I’ve stated before that I have stopped wearing my seatbelt. The decision came about due to the ridiculousness surrounding Covid. I can see the reframe here that makes my stance much more justified. Not that I needed to justify anything, but I may need to defend it in the future should I be pull over and offered a ticket. I’m looking around more closely at things that laws have been created to curtail, which have no basis other than a funding source. I suppose my failure to register my garden is another act of civil disobedience, and I HIGHLY resent having to look at that as being disobedience at all. Seriously, what business does ANYONE outside of myself have in keeping track of my garden??? I’m sure there are so many more laws that I need to ignore that are in place to “keep me safe.” Safe from whom? Why do governments care?

I’m all for the life of anarchy with the caveat being that community must be the foundation of anarchical society. Is that possible with 8 billion people? I don’t know. It occurred to me today, would the population have grown by such numbers if community, such as tribes, had continued to be the norm. Was it exponential population growth that led to kings, emperors, or whatever they chose to call themselves controlling ever larger numbers of people, which lead to an ever growing hierarchy of controllers?
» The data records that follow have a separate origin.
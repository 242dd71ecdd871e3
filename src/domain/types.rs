//! Shared domain types.
//!
//! These types are intentionally kept lightweight and serializable so they can be:
//!
//! - held in-memory by the table and the batch driver
//! - exported to CSV/JSON
//! - reloaded later for joins against the input table

use serde::{Deserialize, Serialize};

/// Plate id written to a result row whose reconstruction failed.
///
/// Published rotation models use ids well below 1000, so 1001 can never
/// collide with a genuine plate. A row carrying this id (together with NaN
/// paleolatitude fields) marks a failed record without a separate status
/// column, keeping the output joinable row-for-row with the input.
pub const FAILED_PLATE_ID: u32 = 1001;

/// One row of an Euler-pole model table.
///
/// Rows are created once at load time and never mutated; the owning table
/// keeps them in load order, which is not guaranteed to be sorted by age.
#[derive(Debug, Clone, PartialEq, Serialize, Deserialize)]
pub struct EulerPoleEntry {
    /// Sample identifier. Not unique: published model tables repeat it per
    /// reconstruction age, and it carries the numeric plate id.
    pub sample_id: String,
    /// Pole latitude in decimal degrees.
    pub latitude: f64,
    /// Pole longitude in decimal degrees.
    pub longitude: f64,
    /// Reconstruction age in Myr.
    pub age: u32,
    /// Lower bound of the age estimate in Myr.
    pub age_min: u32,
    /// Upper bound of the age estimate in Myr.
    pub age_max: u32,
}

impl EulerPoleEntry {
    /// Plate association for this row.
    ///
    /// Model tables carry the plate id in the sample-id column; rows whose
    /// sample id is not numeric have no plate association and are invisible
    /// to plate-filtered queries (they still take part in batch computation).
    pub fn plate_id(&self) -> Option<u32> {
        self.sample_id.trim().parse().ok()
    }
}

/// Per-record inputs handed to the reconstruction engine.
///
/// Built fresh from one [`EulerPoleEntry`] per reconstruction call and not
/// retained afterwards.
#[derive(Debug, Clone)]
pub struct ReconstructionParameters {
    /// Sample id of the source row (plate hint for engines that need one).
    pub sample_id: String,
    pub site_latitude: f64,
    pub site_longitude: f64,
    pub age: u32,
    pub age_min: u32,
    pub age_max: u32,
}

impl ReconstructionParameters {
    pub fn from_entry(entry: &EulerPoleEntry) -> Self {
        Self {
            sample_id: entry.sample_id.clone(),
            site_latitude: entry.latitude,
            site_longitude: entry.longitude,
            age: entry.age,
            age_min: entry.age_min,
            age_max: entry.age_max,
        }
    }
}

/// A computed paleolatitude estimate with uncertainty bounds.
#[derive(Debug, Clone, Serialize, Deserialize)]
pub struct PaleoLatitudeResult {
    /// Reconstructed latitude at the nominal age, decimal degrees.
    pub palat: f64,
    pub palat_min: f64,
    pub palat_max: f64,
    /// Plate frame the engine actually used; may differ from any input hint.
    pub computed_using_plate_id: u32,
}

/// One output row: the source fields copied verbatim plus the engine result
/// (or the failure sentinel).
#[derive(Debug, Clone, Serialize, Deserialize)]
pub struct ResultEntry {
    pub sample_id: String,
    pub latitude: f64,
    pub longitude: f64,
    pub age: u32,
    pub age_min: u32,
    pub age_max: u32,
    pub palat: f64,
    pub palat_min: f64,
    pub palat_max: f64,
    pub computed_using_plate_id: u32,
}

impl ResultEntry {
    /// Success row: source fields plus the engine's result.
    pub fn success(entry: &EulerPoleEntry, result: &PaleoLatitudeResult) -> Self {
        Self {
            sample_id: entry.sample_id.clone(),
            latitude: entry.latitude,
            longitude: entry.longitude,
            age: entry.age,
            age_min: entry.age_min,
            age_max: entry.age_max,
            palat: result.palat,
            palat_min: result.palat_min,
            palat_max: result.palat_max,
            computed_using_plate_id: result.computed_using_plate_id,
        }
    }

    /// Sentinel row for a failed reconstruction: NaN paleolatitude fields and
    /// [`FAILED_PLATE_ID`].
    pub fn failed(entry: &EulerPoleEntry) -> Self {
        Self {
            sample_id: entry.sample_id.clone(),
            latitude: entry.latitude,
            longitude: entry.longitude,
            age: entry.age,
            age_min: entry.age_min,
            age_max: entry.age_max,
            palat: f64::NAN,
            palat_min: f64::NAN,
            palat_max: f64::NAN,
            computed_using_plate_id: FAILED_PLATE_ID,
        }
    }

    pub fn is_failed(&self) -> bool {
        self.computed_using_plate_id == FAILED_PLATE_ID
    }
}

/// Ordered result rows, exactly one per input row.
#[derive(Debug, Clone, Default, Serialize, Deserialize)]
pub struct ResultTable {
    entries: Vec<ResultEntry>,
}

impl ResultTable {
    pub fn new() -> Self {
        Self::default()
    }

    pub fn from_entries(entries: Vec<ResultEntry>) -> Self {
        Self { entries }
    }

    pub fn push(&mut self, entry: ResultEntry) {
        self.entries.push(entry);
    }

    pub fn entries(&self) -> &[ResultEntry] {
        &self.entries
    }

    pub fn len(&self) -> usize {
        self.entries.len()
    }

    pub fn is_empty(&self) -> bool {
        self.entries.is_empty()
    }
}

/// Options controlling a batch run.
#[derive(Debug, Clone, Default)]
pub struct BatchOptions {
    /// Fan records out across threads. Result rows are reassembled in input
    /// order, and per-record failure isolation is identical to the
    /// sequential path.
    pub parallel: bool,
}

/// Summary stats about a loaded table (for reports).
#[derive(Debug, Clone)]
pub struct TableStats {
    pub n_entries: usize,
    pub n_plates: usize,
    pub age_min: u32,
    pub age_max: u32,
}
My church is in a series explaining how Revelation has happened, is happening, and will happen. An interesting take on what most consider to be only end time prophesy. Two particular sermons have me in a place of questioning. I won’t go in depth. It was noted by my pastor that while Jesus WILL be seated on the throne, He will be flanked in one side by the 12 Apostles, and on the other side by the leaders of the 12 tribes of Israel. And scripture, as he unwound it for us, supported his commentary on it.

The second sermon, the next week, included commentary on the book of life in which all the names of the saints will be written. Additionally he said there is also a book of works. He jokingly let it be known that even though our names would surely be in the book of life, some of us will still only get into heaven by the skin of our teeth. This was mind blowing to me as I put those parts of the sermons together. I’m not trying to start a theological debate, and kindly ask that no one comment on the validity of the interpretation of the prophecies of The Book of Revelation. This is my struggle and I am reading a lot of theological theories to try to get a clearer picture of what it is that God wants me to understand. But y point is that I don’t have a clue what heaven is supposed to look like. But I sure as H E double hockey sticks never imagined it to look exactly like what we have in the world. A class based eternity???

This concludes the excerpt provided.